MOGADISHU, Somalia – For the first time in history, the federal republic of Somalia registered the highest number of presidential candidates as the date for registration closed on Tuesday, ahead of the battle of titans, which has attracted several familiar faces.
By the close of business on Tuesday, 39 people had registered for May 15th presidential election, where both senators and Lower House members will play a pivotal role. There are 54 senators and 275 Lower House representatives.
Sunday’s presidential polls have attracted interest from various stakeholders who have insisted that the exercise should be free and fair besides meeting international standards. The election will take place within the heavily fortified Halane Base Camp.
The joint committee preparing elections has already given the African Union Transition Mission in Somalia [ATMIS] security responsibilities, contrary to what outgoing President Mohamed Abdullahi Farmajo had recommended. The president wanted local teams to take over the security responsibilities.
One of the most intriguing facts is that each presidential candidate was asked to pay $40,000 for registration, and none of them had difficulties in clearing the payment. Over $1.56 million used for logistics was collected from the exercise.
Before the elections kick-off, each contestant will get given at least 15 minutes to address the bicameral legislature, Mohamed Ibrahim Moalimuu, the former spokesperson of the Prime Minister Mohamed Hussein Roble, confirmed.

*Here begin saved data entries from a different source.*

//! Async runtime adapter: owns the tokio runtime and spawns timer/request tasks.

mod async_runtime;

pub use async_runtime::{AsyncRuntime, TokioExecutor};
//! Element tree built by views and handed to a surface.

#[derive(Clone, Debug, PartialEq, Eq)]
pub enum Node {
    Element(Element),
    Text(String),
}

#[derive(Clone, Debug, PartialEq, Eq)]
pub struct Element {
    tag: &'static str,
    attrs: Vec<(&'static str, String)>,
    children: Vec<Node>,
}

impl Element {
    pub fn new(tag: &'static str) -> Self {
        Self {
            tag,
            attrs: Vec::new(),
            children: Vec::new(),
        }
    }

    pub fn class(mut self, class: &str) -> Self {
        match self.attrs.iter_mut().find(|(name, _)| *name == "class") {
            Some((_, value)) => {
                value.push(' ');
                value.push_str(class);
            }
            None => self.attrs.push(("class", class.to_string())),
        }
        self
    }

    pub fn attr(mut self, name: &'static str, value: impl Into<String>) -> Self {
        let value = value.into();
        match self.attrs.iter_mut().find(|(n, _)| *n == name) {
            Some((_, v)) => *v = value,
            None => self.attrs.push((name, value)),
        }
        self
    }

    pub fn text(mut self, text: impl Into<String>) -> Self {
        self.children.push(Node::Text(text.into()));
        self
    }

    pub fn child(mut self, child: Element) -> Self {
        self.children.push(Node::Element(child));
        self
    }

    pub fn children(mut self, children: impl IntoIterator<Item = Element>) -> Self {
        self.children
            .extend(children.into_iter().map(Node::Element));
        self
    }

    pub fn tag(&self) -> &'static str {
        self.tag
    }

    pub fn get_attr(&self, name: &str) -> Option<&str> {
        self.attrs
            .iter()
            .find(|(n, _)| *n == name)
            .map(|(_, v)| v.as_str())
    }

    pub fn has_class(&self, class: &str) -> bool {
        self.get_attr("class")
            .is_some_and(|classes| classes.split_whitespace().any(|c| c == class))
    }

    pub fn nodes(&self) -> &[Node] {
        &self.children
    }

    pub fn text_content(&self) -> String {
        let mut out = String::new();
        collect_text(self, &mut out);
        out
    }

    /// Depth-first search over descendants (self included).
    pub fn find_all<'a>(&'a self, pred: &dyn Fn(&Element) -> bool) -> Vec<&'a Element> {
        let mut out = Vec::new();
        collect_matching(self, pred, &mut out);
        out
    }

    pub fn to_html(&self) -> String {
        let mut out = String::new();
        write_html(self, &mut out);
        out
    }
}

fn collect_text(el: &Element, out: &mut String) {
    for node in &el.children {
        match node {
            Node::Text(text) => out.push_str(text),
            Node::Element(child) => collect_text(child, out),
        }
    }
}

fn collect_matching<'a>(
    el: &'a Element,
    pred: &dyn Fn(&Element) -> bool,
    out: &mut Vec<&'a Element>,
) {
    if pred(el) {
        out.push(el);
    }
    for node in &el.children {
        if let Node::Element(child) = node {
            collect_matching(child, pred, out);
        }
    }
}

fn write_html(el: &Element, out: &mut String) {
    out.push('<');
    out.push_str(el.tag);
    for (name, value) in &el.attrs {
        out.push(' ');
        out.push_str(name);
        out.push_str("=\"");
        out.push_str(&escape(value));
        out.push('"');
    }
    out.push('>');
    for node in &el.children {
        match node {
            Node::Text(text) => out.push_str(&escape(text)),
            Node::Element(child) => write_html(child, out),
        }
    }
    out.push_str("</");
    out.push_str(el.tag);
    out.push('>');
}

pub fn escape(text: &str) -> String {
    let mut out = String::with_capacity(text.len());
    for ch in text.chars() {
        match ch {
            '&' => out.push_str("&amp;"),
            '<' => out.push_str("&lt;"),
            '>' => out.push_str("&gt;"),
            '"' => out.push_str("&quot;"),
            '\'' => out.push_str("&#39;"),
            _ => out.push(ch),
        }
    }
    out
}

#[cfg(test)]
#[path = "../../../tests/unit/ui/core/element.rs"]
mod tests;
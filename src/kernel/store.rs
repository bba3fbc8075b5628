use super::search::DEBOUNCE_DELAY;
use super::{Action, Effect, SearchState};

#[derive(Debug, Default)]
pub struct DispatchResult {
    pub effects: Vec<Effect>,
    pub state_changed: bool,
}

pub struct Store {
    state: SearchState,
}

impl Store {
    pub fn new(state: SearchState) -> Self {
        Self { state }
    }

    pub fn state(&self) -> &SearchState {
        &self.state
    }

    pub fn dispatch(&mut self, action: Action) -> DispatchResult {
        match action {
            Action::QueryChanged(raw) => self.reduce_query_changed(&raw),
            Action::InputFocused => DispatchResult {
                effects: Vec::new(),
                state_changed: self.state.show_on_focus(),
            },
            Action::ClickedOutside => DispatchResult {
                effects: Vec::new(),
                state_changed: self.state.hide_on_click_outside(),
            },
            Action::DebounceElapsed { token } => {
                if !self.state.fire_debounce(token) {
                    return DispatchResult::default();
                }
                // A query change always restarts at page 1, whatever page was shown since.
                self.issue(1)
            }
            Action::PageRequested { page } => self.issue(page),
            Action::SearchFinished { seq, outcome } => {
                let state_changed = self.state.apply_outcome(seq, outcome);
                if !state_changed {
                    tracing::debug!(seq, latest = ?self.state.latest_request, "stale search response dropped");
                }
                DispatchResult {
                    effects: Vec::new(),
                    state_changed,
                }
            }
        }
    }

    fn reduce_query_changed(&mut self, raw: &str) -> DispatchResult {
        self.state.set_query(raw);

        let mut effects = Vec::new();
        if let Some(token) = self.state.take_pending_debounce() {
            effects.push(Effect::CancelScheduledSearch { token });
        }

        if self.state.query.is_empty() {
            return DispatchResult {
                effects,
                state_changed: self.state.hide(),
            };
        }

        let token = self.state.arm_debounce();
        effects.push(Effect::ScheduleSearch {
            token,
            delay: DEBOUNCE_DELAY,
        });
        DispatchResult {
            effects,
            state_changed: false,
        }
    }

    fn issue(&mut self, page: u32) -> DispatchResult {
        match self.state.begin_request(page) {
            Some(request) => DispatchResult {
                effects: vec![Effect::IssueSearch(request)],
                state_changed: true,
            },
            None => DispatchResult::default(),
        }
    }
}

#[cfg(test)]
#[path = "../../tests/unit/kernel/store.rs"]
mod tests;
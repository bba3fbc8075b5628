//! Single-shot debounce timer: arming a new timer aborts the previous one.

use crate::kernel::services::bus::KernelBusSender;
use crate::kernel::services::ports::{AsyncExecutor, TaskHandle};
use crate::kernel::Action;
use std::sync::Arc;
use std::time::Duration;

pub struct DebounceTimer {
    executor: Arc<dyn AsyncExecutor>,
    bus: KernelBusSender,
    pending: Option<(u64, TaskHandle)>,
}

impl DebounceTimer {
    pub fn new(executor: Arc<dyn AsyncExecutor>, bus: KernelBusSender) -> Self {
        Self {
            executor,
            bus,
            pending: None,
        }
    }

    pub fn pending_token(&self) -> Option<u64> {
        self.pending.as_ref().map(|(token, _)| *token)
    }

    pub fn schedule(&mut self, token: u64, delay: Duration) {
        if let Some((prev, handle)) = self.pending.take() {
            tracing::trace!(token = prev, "debounce superseded");
            handle.abort();
        }

        let bus = self.bus.clone();
        let handle = self.executor.spawn(Box::pin(async move {
            tokio::time::sleep(delay).await;
            let _ = bus.send_action(Action::DebounceElapsed { token });
        }));
        self.pending = Some((token, handle));
    }

    pub fn cancel(&mut self, token: u64) {
        match self.pending.take() {
            Some((pending, handle)) if pending == token => handle.abort(),
            other => self.pending = other,
        }
    }
}

impl Drop for DebounceTimer {
    fn drop(&mut self) {
        if let Some((_, handle)) = self.pending.take() {
            handle.abort();
        }
    }
}

#[cfg(test)]
#[path = "../../../../tests/unit/kernel/services/adapters/debounce.rs"]
mod tests;
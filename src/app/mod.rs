//! 应用层：把宿主页面事件接到 kernel store 上

mod controller;

pub use controller::SearchController;
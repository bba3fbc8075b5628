use super::*;

fn ok_json(body: &str) -> RawResponse {
    RawResponse::json(200, body)
}

#[test]
fn test_non_2xx_is_http_error() {
    let resp = RawResponse {
        status: 403,
        reason: "Forbidden".to_string(),
        content_type: Some("application/json".to_string()),
        body: br#"{"error":"No tienes permiso"}"#.to_vec(),
    };
    let err = validate_response(resp, Backend::Paginated, 1).unwrap_err();
    assert_eq!(
        err,
        SearchError::Http {
            status: 403,
            reason: "Forbidden".to_string()
        }
    );
}

#[test]
fn test_html_body_is_invalid_format() {
    let resp = RawResponse {
        status: 200,
        reason: "OK".to_string(),
        content_type: Some("text/html; charset=utf-8".to_string()),
        body: b"<html>login</html>".to_vec(),
    };
    let err = validate_response(resp, Backend::Paginated, 1).unwrap_err();
    assert!(matches!(err, SearchError::InvalidResponseFormat { .. }));
}

#[test]
fn test_missing_content_type_is_invalid_format() {
    let mut resp = ok_json("{}");
    resp.content_type = None;
    let err = validate_response(resp, Backend::Legacy, 1).unwrap_err();
    assert_eq!(err, SearchError::InvalidResponseFormat { content_type: None });
}

#[test]
fn test_content_type_with_charset_is_accepted() {
    let mut resp = ok_json(r#"{"results": []}"#);
    resp.content_type = Some("Application/JSON; charset=utf-8".to_string());
    assert!(validate_response(resp, Backend::Paginated, 1).is_ok());
}

#[test]
fn test_error_field_is_server_reported() {
    let resp = ok_json(r#"{"error":"Búsqueda no disponible","details":"db down"}"#);
    let err = validate_response(resp, Backend::Paginated, 1).unwrap_err();
    assert_eq!(
        err,
        SearchError::ServerReported {
            message: "Búsqueda no disponible".to_string(),
            details: Some("db down".to_string()),
        }
    );
}

#[test]
fn test_null_error_field_is_ignored() {
    let resp = ok_json(r#"{"error":null,"results":[]}"#);
    let page = validate_response(resp, Backend::Paginated, 1).unwrap();
    assert!(page.is_empty());
}

#[test]
fn test_malformed_json_is_decode_error() {
    let err = validate_response(ok_json("{not json"), Backend::Paginated, 1).unwrap_err();
    assert!(matches!(err, SearchError::Decode(_)));
}

#[test]
fn test_wrong_shape_is_decode_error() {
    let err = validate_response(ok_json(r#"{"users": []}"#), Backend::Paginated, 1).unwrap_err();
    assert!(matches!(err, SearchError::Decode(_)));
}

#[test]
fn test_paginated_payload_with_kinds() {
    let body = r#"{
        "results": [
            {"id": 1, "type": "user", "title": "Ana Pérez", "department": "Ventas", "position": "Jefa"},
            {"id": 2, "type": "project", "name": "Torre Norte", "status": "active", "location": "Lima"},
            {"id": 3, "type": "manager", "full_name": "Luis Soto", "points": 120, "level": "experto"},
            {"id": 4, "type": "invoice", "title": "F-0001", "url": "/billing/4/"}
        ],
        "total_results": 34,
        "current_page": 2,
        "total_pages": 4,
        "has_previous": true,
        "has_next": true
    }"#;
    let page = validate_response(ok_json(body), Backend::Paginated, 2).unwrap();

    assert_eq!(page.results.len(), 4);
    assert_eq!(page.total_results, 34);
    assert_eq!((page.current_page, page.total_pages), (2, 4));
    assert!(page.has_previous && page.has_next);

    assert_eq!(page.results[0].title, "Ana Pérez");
    assert!(matches!(
        &page.results[0].kind,
        RecordKind::User { department: Some(d), position: Some(p), is_active: true, .. }
            if d == "Ventas" && p == "Jefa"
    ));
    assert_eq!(page.results[1].title, "Torre Norte");
    assert!(matches!(&page.results[1].kind, RecordKind::Project { .. }));
    assert_eq!(page.results[2].title, "Luis Soto");
    assert!(matches!(
        &page.results[2].kind,
        RecordKind::Manager { points: Some(120), .. }
    ));
    assert_eq!(
        page.results[3].kind,
        RecordKind::Other {
            kind: "invoice".to_string()
        }
    );
    assert_eq!(page.results[3].url.as_deref(), Some("/billing/4/"));
}

#[test]
fn test_paginated_defaults_from_requested_page() {
    let body = r#"{"results": [{"id": 7}]}"#;
    let page = validate_response(ok_json(body), Backend::Paginated, 3).unwrap();
    assert_eq!(page.current_page, 3);
    assert_eq!(page.total_pages, 3);
    assert!(page.has_previous);
    assert!(!page.has_next);
    assert_eq!(page.results[0].title, "#7");
    assert_eq!(page.results[0].kind.tag(), "user");
}

#[test]
fn test_legacy_payload_derives_pagination() {
    let body = r#"{
        "users": [
            {"id": 5, "username": "ana", "full_name": "Ana Pérez", "email": "ana@example.com", "is_staff": true, "is_active": true},
            {"id": 6, "username": "bob", "full_name": "", "is_staff": false, "is_active": false}
        ],
        "total": 25,
        "page": 2,
        "per_page": 10
    }"#;
    let page = validate_response(ok_json(body), Backend::Legacy, 2).unwrap();

    assert_eq!(page.total_results, 25);
    assert_eq!((page.current_page, page.total_pages), (2, 3));
    assert!(page.has_previous && page.has_next);

    assert_eq!(page.results[0].title, "Ana Pérez");
    assert_eq!(page.results[0].url.as_deref(), Some("/manager/modify/5/"));
    assert_eq!(page.results[1].title, "bob");
    assert!(matches!(
        page.results[1].kind,
        RecordKind::User { is_active: false, .. }
    ));
}

#[test]
fn test_legacy_payload_without_metadata_is_single_page() {
    let body = r#"{"users": [{"id": 1, "full_name": "Ana"}]}"#;
    let page = validate_response(ok_json(body), Backend::Legacy, 1).unwrap();
    assert_eq!(page.total_pages, 1);
    assert_eq!(page.total_results, 1);
    assert!(!page.has_next);
}

#[test]
fn test_legacy_page_count_saturates() {
    let body = r#"{"users": [{"id": 1, "full_name": "Ana"}], "total": 10000000000, "page": 1, "per_page": 1}"#;
    let page = validate_response(ok_json(body), Backend::Legacy, 1).unwrap();
    assert_eq!(page.total_pages, u32::MAX);
    assert_eq!(page.total_results, 10_000_000_000);
    assert!(page.has_next);
}
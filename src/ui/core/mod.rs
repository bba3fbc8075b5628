pub mod element;

pub use element::{escape, Element, Node};
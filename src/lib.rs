//! livesearch - 增量搜索控制器
//!
//! 模块结构：
//! - kernel: 搜索状态、Action/Effect 与 Store（纯逻辑，无 I/O）
//! - kernel::services: ports（数据契约）与 adapters（tokio、reqwest、设置）
//! - ui: 元素树与结果面板（ResultsSurface）
//! - views: 搜索结果与分页渲染
//! - app: SearchController，把宿主事件接到 Store 上
//! - logging: tracing 初始化

pub mod app;
pub mod kernel;
pub mod logging;
pub mod ui;
pub mod views;

pub use app::SearchController;
pub use kernel::services::ports::{Backend, SearchError, Settings};
pub use ui::backend::html::HtmlSurface;
//! Service adapters: runtime specific implementations (timers, HTTP, settings files).

pub mod debounce;
pub mod http;
pub mod runtime;
pub mod search;
pub mod settings;

pub use debounce::DebounceTimer;
pub use http::HttpTransport;
pub use runtime::{AsyncRuntime, TokioExecutor};
pub use search::{validate_response, SearchService};
pub use settings::{
    ensure_settings_file, get_settings_path, load_settings, SettingsError,
};
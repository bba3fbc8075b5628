//! Channel from spawned timer/request tasks back to the controller.

use tokio::sync::mpsc::{self, error::TryRecvError, UnboundedReceiver, UnboundedSender};

/// Messages are applied in arrival order, one `Action` each.
#[derive(Debug)]
pub enum KernelMessage {
    Action(crate::kernel::Action),
}

#[derive(Clone)]
pub struct KernelBusSender {
    tx: UnboundedSender<KernelMessage>,
}

pub struct KernelBusReceiver {
    rx: UnboundedReceiver<KernelMessage>,
}

pub fn kernel_bus() -> (KernelBusSender, KernelBusReceiver) {
    let (tx, rx) = mpsc::unbounded_channel();
    (KernelBusSender { tx }, KernelBusReceiver { rx })
}

impl KernelBusSender {
    pub fn send(&self, msg: KernelMessage) -> Result<(), mpsc::error::SendError<KernelMessage>> {
        self.tx.send(msg)
    }

    pub fn send_action(
        &self,
        action: crate::kernel::Action,
    ) -> Result<(), mpsc::error::SendError<KernelMessage>> {
        self.send(KernelMessage::Action(action))
    }
}

impl KernelBusReceiver {
    pub fn try_recv(&mut self) -> Result<KernelMessage, TryRecvError> {
        self.rx.try_recv()
    }

    /// Resolves to `None` once every sender is gone.
    pub async fn recv(&mut self) -> Option<KernelMessage> {
        self.rx.recv().await
    }
}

On Wednesday, Abdi Adam Hoosow addressed the contestants, and he will be followed by former Prime Minister Hassan Ali Khaire, one of the lead presidential candidates. A number of them might play a kingmaker role in the election.
Other top candidates led by incumbent President Mohamed Abdullahi Farmajo, former Presidents Sharif Sheikh Ahmed and Hassan Sheikh Mohamud, and Wadajir party leader Abdirahman Abdishakur Warsame will make speeches on Thursday.
Puntland President Said Abdullahi Deni is also in the race and has been campaigning in Mogadishu for weeks. The elections in previous editions attracted criticism due to cases of bribery and rigging, according to analysts.